→ **EXERCISE DESCRIPTION**
Go through the following data and transcribe exactly the stretch of lines from the one holding "async fn health_check(State(state): State<AppState>)" to the one holding "state.controller.update(&caller.0, id, input).await?;", both included.

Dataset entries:

Content starts

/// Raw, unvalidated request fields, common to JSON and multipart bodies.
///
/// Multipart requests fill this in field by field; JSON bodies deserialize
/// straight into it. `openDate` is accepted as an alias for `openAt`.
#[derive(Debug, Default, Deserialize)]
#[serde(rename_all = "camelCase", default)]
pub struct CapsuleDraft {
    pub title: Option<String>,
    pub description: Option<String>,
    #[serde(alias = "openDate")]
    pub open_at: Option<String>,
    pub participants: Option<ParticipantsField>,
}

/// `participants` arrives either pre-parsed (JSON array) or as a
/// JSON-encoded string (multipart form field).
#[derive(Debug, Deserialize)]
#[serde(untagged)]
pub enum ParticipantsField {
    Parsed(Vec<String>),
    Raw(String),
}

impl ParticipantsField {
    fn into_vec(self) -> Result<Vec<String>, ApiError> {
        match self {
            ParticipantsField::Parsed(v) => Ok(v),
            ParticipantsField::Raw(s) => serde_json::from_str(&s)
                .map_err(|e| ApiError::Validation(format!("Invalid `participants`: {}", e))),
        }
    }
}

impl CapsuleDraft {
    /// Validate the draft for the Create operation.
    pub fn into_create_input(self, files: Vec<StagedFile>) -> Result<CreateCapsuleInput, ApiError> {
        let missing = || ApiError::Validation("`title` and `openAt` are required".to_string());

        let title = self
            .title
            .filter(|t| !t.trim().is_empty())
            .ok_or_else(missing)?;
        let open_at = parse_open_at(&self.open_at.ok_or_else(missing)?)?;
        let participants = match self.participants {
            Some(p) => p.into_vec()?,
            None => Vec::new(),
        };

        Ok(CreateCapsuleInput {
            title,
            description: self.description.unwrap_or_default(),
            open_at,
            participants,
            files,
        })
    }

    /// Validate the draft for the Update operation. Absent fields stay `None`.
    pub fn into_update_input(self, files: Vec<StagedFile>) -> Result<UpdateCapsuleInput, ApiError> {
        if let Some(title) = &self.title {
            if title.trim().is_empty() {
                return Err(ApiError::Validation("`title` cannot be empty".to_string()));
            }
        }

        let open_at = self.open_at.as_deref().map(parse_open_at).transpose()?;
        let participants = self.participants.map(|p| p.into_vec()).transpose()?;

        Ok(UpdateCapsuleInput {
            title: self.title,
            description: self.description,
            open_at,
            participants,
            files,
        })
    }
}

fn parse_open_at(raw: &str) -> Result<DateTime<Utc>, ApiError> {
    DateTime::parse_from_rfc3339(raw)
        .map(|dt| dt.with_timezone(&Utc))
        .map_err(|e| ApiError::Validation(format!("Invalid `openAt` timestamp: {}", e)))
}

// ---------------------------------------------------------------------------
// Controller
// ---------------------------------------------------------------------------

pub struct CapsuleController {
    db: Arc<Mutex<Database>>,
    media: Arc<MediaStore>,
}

Content ends
Content starts

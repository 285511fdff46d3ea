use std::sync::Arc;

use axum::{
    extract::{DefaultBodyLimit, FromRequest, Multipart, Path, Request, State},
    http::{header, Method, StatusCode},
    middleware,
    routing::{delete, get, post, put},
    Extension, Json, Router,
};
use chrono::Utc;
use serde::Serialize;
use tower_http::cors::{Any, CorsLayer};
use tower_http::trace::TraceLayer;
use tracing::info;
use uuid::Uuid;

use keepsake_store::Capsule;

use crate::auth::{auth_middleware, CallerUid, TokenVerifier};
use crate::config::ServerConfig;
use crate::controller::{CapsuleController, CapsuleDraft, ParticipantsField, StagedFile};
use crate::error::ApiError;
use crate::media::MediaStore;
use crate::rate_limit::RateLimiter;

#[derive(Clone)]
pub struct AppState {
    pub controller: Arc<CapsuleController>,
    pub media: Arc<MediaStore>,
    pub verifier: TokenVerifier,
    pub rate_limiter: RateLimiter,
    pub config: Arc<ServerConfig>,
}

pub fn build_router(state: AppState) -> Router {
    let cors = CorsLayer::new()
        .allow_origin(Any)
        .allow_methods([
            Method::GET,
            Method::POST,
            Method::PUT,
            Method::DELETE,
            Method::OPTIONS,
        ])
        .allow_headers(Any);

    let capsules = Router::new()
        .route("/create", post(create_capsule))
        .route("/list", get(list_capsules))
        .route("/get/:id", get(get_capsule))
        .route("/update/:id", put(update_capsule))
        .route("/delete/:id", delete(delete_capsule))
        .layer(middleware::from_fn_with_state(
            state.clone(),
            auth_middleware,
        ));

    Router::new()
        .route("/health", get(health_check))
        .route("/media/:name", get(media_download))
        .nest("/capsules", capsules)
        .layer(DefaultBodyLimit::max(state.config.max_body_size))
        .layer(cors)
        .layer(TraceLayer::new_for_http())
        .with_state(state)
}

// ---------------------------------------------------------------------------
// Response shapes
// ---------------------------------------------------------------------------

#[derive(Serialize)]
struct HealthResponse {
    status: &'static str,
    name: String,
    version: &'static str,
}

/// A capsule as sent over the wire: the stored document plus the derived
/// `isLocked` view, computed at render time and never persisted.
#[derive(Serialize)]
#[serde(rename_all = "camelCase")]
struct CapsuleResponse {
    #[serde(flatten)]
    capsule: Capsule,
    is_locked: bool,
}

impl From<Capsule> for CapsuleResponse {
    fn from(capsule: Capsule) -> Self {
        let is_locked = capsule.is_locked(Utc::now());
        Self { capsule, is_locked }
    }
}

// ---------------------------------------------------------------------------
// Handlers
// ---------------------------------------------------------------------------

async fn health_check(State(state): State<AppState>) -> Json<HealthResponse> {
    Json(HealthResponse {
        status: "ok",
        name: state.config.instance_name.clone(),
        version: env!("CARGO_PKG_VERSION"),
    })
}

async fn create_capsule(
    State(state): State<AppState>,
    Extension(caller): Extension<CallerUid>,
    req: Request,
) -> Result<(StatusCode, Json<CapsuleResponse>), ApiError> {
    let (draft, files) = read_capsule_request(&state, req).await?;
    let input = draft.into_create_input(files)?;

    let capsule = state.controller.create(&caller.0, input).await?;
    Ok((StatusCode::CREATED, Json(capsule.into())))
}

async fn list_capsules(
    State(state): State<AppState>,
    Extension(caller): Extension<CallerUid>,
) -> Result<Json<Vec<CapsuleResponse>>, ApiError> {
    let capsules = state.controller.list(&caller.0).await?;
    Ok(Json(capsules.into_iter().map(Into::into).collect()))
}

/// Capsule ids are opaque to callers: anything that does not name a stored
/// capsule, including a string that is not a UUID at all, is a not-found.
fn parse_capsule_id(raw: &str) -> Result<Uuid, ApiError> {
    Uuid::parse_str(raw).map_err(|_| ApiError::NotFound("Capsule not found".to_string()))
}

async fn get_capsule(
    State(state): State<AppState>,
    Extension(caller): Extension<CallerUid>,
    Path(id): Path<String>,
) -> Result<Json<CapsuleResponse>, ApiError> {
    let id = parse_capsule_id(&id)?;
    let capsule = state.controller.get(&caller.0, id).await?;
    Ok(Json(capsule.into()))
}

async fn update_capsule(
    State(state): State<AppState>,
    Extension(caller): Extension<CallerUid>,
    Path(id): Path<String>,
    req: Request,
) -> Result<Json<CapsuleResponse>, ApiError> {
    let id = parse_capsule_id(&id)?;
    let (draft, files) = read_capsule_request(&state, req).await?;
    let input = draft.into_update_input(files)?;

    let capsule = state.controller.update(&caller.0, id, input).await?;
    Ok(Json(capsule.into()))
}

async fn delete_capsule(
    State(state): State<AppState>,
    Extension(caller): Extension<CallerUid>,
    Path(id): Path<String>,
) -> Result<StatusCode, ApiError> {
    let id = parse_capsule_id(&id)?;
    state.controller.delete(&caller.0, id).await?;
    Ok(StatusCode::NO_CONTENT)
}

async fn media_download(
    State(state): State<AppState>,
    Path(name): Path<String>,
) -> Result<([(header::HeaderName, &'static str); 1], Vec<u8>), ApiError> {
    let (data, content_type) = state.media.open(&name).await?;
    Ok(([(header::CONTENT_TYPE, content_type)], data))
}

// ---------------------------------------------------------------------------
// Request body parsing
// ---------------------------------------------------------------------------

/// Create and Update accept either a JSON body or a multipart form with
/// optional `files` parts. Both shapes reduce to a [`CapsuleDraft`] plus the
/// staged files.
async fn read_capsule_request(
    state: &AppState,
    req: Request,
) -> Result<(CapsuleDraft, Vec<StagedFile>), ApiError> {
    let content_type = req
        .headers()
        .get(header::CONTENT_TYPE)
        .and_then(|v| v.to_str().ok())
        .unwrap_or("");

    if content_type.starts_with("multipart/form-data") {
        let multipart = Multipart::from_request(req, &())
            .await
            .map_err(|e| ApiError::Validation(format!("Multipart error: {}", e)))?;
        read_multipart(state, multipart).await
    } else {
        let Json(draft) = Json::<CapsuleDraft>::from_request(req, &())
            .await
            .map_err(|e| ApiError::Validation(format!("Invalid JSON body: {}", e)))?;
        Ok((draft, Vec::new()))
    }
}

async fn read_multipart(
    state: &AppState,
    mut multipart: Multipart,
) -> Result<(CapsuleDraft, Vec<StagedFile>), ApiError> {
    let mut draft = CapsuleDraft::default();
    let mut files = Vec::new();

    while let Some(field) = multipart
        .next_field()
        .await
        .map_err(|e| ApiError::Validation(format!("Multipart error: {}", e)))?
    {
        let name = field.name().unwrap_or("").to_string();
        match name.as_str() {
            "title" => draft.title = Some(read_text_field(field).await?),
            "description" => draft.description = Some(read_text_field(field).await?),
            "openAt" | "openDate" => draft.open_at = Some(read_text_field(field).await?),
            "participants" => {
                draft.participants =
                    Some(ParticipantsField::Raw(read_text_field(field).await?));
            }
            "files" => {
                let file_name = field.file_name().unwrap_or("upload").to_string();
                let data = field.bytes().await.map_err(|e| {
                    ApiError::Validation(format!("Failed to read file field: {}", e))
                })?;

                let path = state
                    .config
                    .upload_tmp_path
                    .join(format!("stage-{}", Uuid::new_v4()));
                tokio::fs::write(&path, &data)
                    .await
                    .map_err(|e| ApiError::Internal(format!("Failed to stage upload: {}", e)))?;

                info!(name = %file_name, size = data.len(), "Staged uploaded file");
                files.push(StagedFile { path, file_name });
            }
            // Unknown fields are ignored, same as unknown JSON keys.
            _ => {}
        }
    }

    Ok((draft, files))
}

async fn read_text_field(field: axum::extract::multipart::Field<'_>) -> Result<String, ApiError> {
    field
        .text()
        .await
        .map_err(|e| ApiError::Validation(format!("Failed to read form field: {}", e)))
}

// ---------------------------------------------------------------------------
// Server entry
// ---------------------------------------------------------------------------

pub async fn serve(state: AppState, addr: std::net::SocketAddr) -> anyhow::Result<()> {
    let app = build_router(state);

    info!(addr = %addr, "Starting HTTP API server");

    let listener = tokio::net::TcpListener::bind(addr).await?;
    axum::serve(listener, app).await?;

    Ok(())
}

Content ends

→ **SOLUTION TO THIS TASK**
async fn health_check(State(state): State<AppState>) -> Json<HealthResponse> {
    Json(HealthResponse {
        status: "ok",
        name: state.config.instance_name.clone(),
        version: env!("CARGO_PKG_VERSION"),
    })
}

async fn create_capsule(
    State(state): State<AppState>,
    Extension(caller): Extension<CallerUid>,
    req: Request,
) -> Result<(StatusCode, Json<CapsuleResponse>), ApiError> {
    let (draft, files) = read_capsule_request(&state, req).await?;
    let input = draft.into_create_input(files)?;

    let capsule = state.controller.create(&caller.0, input).await?;
    Ok((StatusCode::CREATED, Json(capsule.into())))
}

async fn list_capsules(
    State(state): State<AppState>,
    Extension(caller): Extension<CallerUid>,
) -> Result<Json<Vec<CapsuleResponse>>, ApiError> {
    let capsules = state.controller.list(&caller.0).await?;
    Ok(Json(capsules.into_iter().map(Into::into).collect()))
}

/// Capsule ids are opaque to callers: anything that does not name a stored
/// capsule, including a string that is not a UUID at all, is a not-found.
fn parse_capsule_id(raw: &str) -> Result<Uuid, ApiError> {
    Uuid::parse_str(raw).map_err(|_| ApiError::NotFound("Capsule not found".to_string()))
}

async fn get_capsule(
    State(state): State<AppState>,
    Extension(caller): Extension<CallerUid>,
    Path(id): Path<String>,
) -> Result<Json<CapsuleResponse>, ApiError> {
    let id = parse_capsule_id(&id)?;
    let capsule = state.controller.get(&caller.0, id).await?;
    Ok(Json(capsule.into()))
}

async fn update_capsule(
    State(state): State<AppState>,
    Extension(caller): Extension<CallerUid>,
    Path(id): Path<String>,
    req: Request,
) -> Result<Json<CapsuleResponse>, ApiError> {
    let id = parse_capsule_id(&id)?;
    let (draft, files) = read_capsule_request(&state, req).await?;
    let input = draft.into_update_input(files)?;

    let capsule = state.controller.update(&caller.0, id, input).await?;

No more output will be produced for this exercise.